Version 11 (modified by 13 years ago) ( diff ) | ,
---|
Importing a PDO - the algorithms examined in detail
This is work in progress.
The context of this discussion is what happens to a PDO file when you ask the CRC loader to process the file using one of i2b2's web services. There are so many things happening here that throwing some light on the detail is important to understanding the process, and - by reflection - on how to format a PDO suitable for importing in the first place.
A lot of this detail can be gleaned from a careful reading of the CRC documentation, particularly those parts of the CRC Design and CRC Messaging pdf's covering the import use cases. But understanding is not easy. The details have been augmented by code reading the CRC loader.
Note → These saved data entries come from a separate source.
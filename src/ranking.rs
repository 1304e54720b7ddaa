//! Orders per-content totals into a "most popular" page.
//!
//! Ties keep the order the store produced them in, which is ascending content
//! id, so identical data always ranks identically.

use std::collections::BTreeMap;

use serde::Serialize;

use crate::constants::{DEFAULT_ELIGIBLE_TYPE, DEFAULT_POPULAR_LIMIT, MAX_POPULAR_LIMIT};
use crate::period::PeriodSpec;
use crate::store::operations::contents::ContentItem;

#[derive(Debug, Clone, Copy, PartialEq, Eq, Serialize)]
#[serde(rename_all = "camelCase")]
pub struct RankedEntry {
    pub content_id: u64,
    #[serde(rename = "count")]
    pub summed_count: u64,
}

#[derive(Debug, Clone, PartialEq, Eq)]
pub struct PopularQuery {
    pub period: PeriodSpec,
    pub types: Vec<String>,
    pub limit: usize,
    pub offset: usize,
}

impl Default for PopularQuery {
    fn default() -> Self {
        Self {
            period: PeriodSpec::default(),
            types: vec![DEFAULT_ELIGIBLE_TYPE.to_string()],
            limit: DEFAULT_POPULAR_LIMIT,
            offset: 0,
        }
    }
}

impl PopularQuery {
    pub fn for_period(period: PeriodSpec) -> Self {
        Self {
            period,
            ..Self::default()
        }
    }

    pub fn clamped_limit(&self) -> usize {
        self.limit.min(MAX_POPULAR_LIMIT)
    }

    /// Default candidate filter: the item exists, is published and has one of
    /// the requested kinds.
    pub fn admits(&self, item: Option<&ContentItem>) -> bool {
        item.is_some_and(|item| {
            item.is_published()
                && self
                    .types
                    .iter()
                    .any(|kind| kind.eq_ignore_ascii_case(&item.kind))
        })
    }
}

/// Sorts `totals` by descending count and returns the requested page of
/// entries accepted by `keep`.
///
/// The sort is stable and runs before filtering, so filtering lazily yields the
/// same page as filter-then-sort while calling `keep` only until the page fills.
pub fn rank<F, E>(
    totals: BTreeMap<u64, u64>,
    mut keep: F,
    limit: usize,
    offset: usize,
) -> Result<Vec<RankedEntry>, E>
where
    F: FnMut(u64) -> Result<bool, E>,
{
    let mut entries: Vec<RankedEntry> = totals
        .into_iter()
        .filter(|(_, count)| *count > 0)
        .map(|(content_id, summed_count)| RankedEntry {
            content_id,
            summed_count,
        })
        .collect();
    entries.sort_by(|a, b| b.summed_count.cmp(&a.summed_count));

    let mut page = Vec::with_capacity(limit.min(entries.len()));
    if limit == 0 {
        return Ok(page);
    }
    let mut skipped = 0usize;
    for entry in entries {
        if !keep(entry.content_id)? {
            continue;
        }
        if skipped < offset {
            skipped += 1;
            continue;
        }
        page.push(entry);
        if page.len() >= limit {
            break;
        }
    }
    Ok(page)
}

pub fn rank_ids<F, E>(
    totals: BTreeMap<u64, u64>,
    keep: F,
    limit: usize,
    offset: usize,
) -> Result<Vec<u64>, E>
where
    F: FnMut(u64) -> Result<bool, E>,
{
    Ok(rank(totals, keep, limit, offset)?
        .into_iter()
        .map(|entry| entry.content_id)
        .collect())
}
The PDO (Patient Data Object)
The outline structure of a PDO matches the star-schema of the data mart and is given in the following:
<?xml version="1.0" encoding="UTF-8"?> <pdo:patient_data xmlns:pdo="http://www.i2b2.org/xsd/hive/pdo/1.1/pdo"> <!-- patient identifier set --> <pdo:pid_set> <!-- Identifies a patient in a source system --> <pid>... details here ...</pid> </pdo:pid_set> <!-- event identifier set --> <pdo:eid_set> <!-- Identifies an event/occurrence/visit in a source system --> <eid>... details here ...</eid> </pdo:eid_set> <pdo:patient_set> <!-- Basic patient details --> <patient>... details here ...</patient> </pdo:patient_set> <pdo:event_set> <!-- Basic event details --> <event>... details here ...</event> </pdo:event_set> <pdo:concept_set> <!-- Basic details of one concept --> <concept>... details here ...</concept> </pdo:concept_set> <pdo:observer_set> <!-- Basic observer/provider details --> <observer>... details here ...</observer> </pdo:observer_set> <pdo:observation_set> <!-- A single fact concerning one patient --> <observation>... details here ...</observation> </pdo:observation_set> </pdo:patient_data>
Order of Processing
The loader processes the PDO in the order displayed in the above XML skeleton; ie:
- pid_set
- eid_set
- patient_set
- event_set
- concept_set
- observer_set
- observation_set
Detailed processing will be reviewed later. For the moment, there are two observations I think need to be made:
- I believe that processing the pid_set and eid_set first in the work flow allows the loader to be in control in assigning i2b2 internal identifiers to patients and to events. That is: there is no need for i2b2 internal id's to somehow be manufactured and placed in the PDO beforehand. The source and source identifiers (eg: BRICCS participant id and/or s-number) can be used as patient identifiers and the loader will take care of assigning internal ids and mapping them to the external source ids. This is a big gain: the process is transactional, it is database independent and there are no problems with concurrency (multiple processes doing the same thing at the same time). However, although we know what a participant is, we are still somewhat in the dark concerning events: what is an event is in terms of a source system.
- All seven sets or some subset of the seven can be supplied. Even if all seven were supplied, the loader message itself (the web service message that triggers the load process) contains control data which can specify which sets of those present should be processed. The processing will always be done in the above order, even if it has gaps.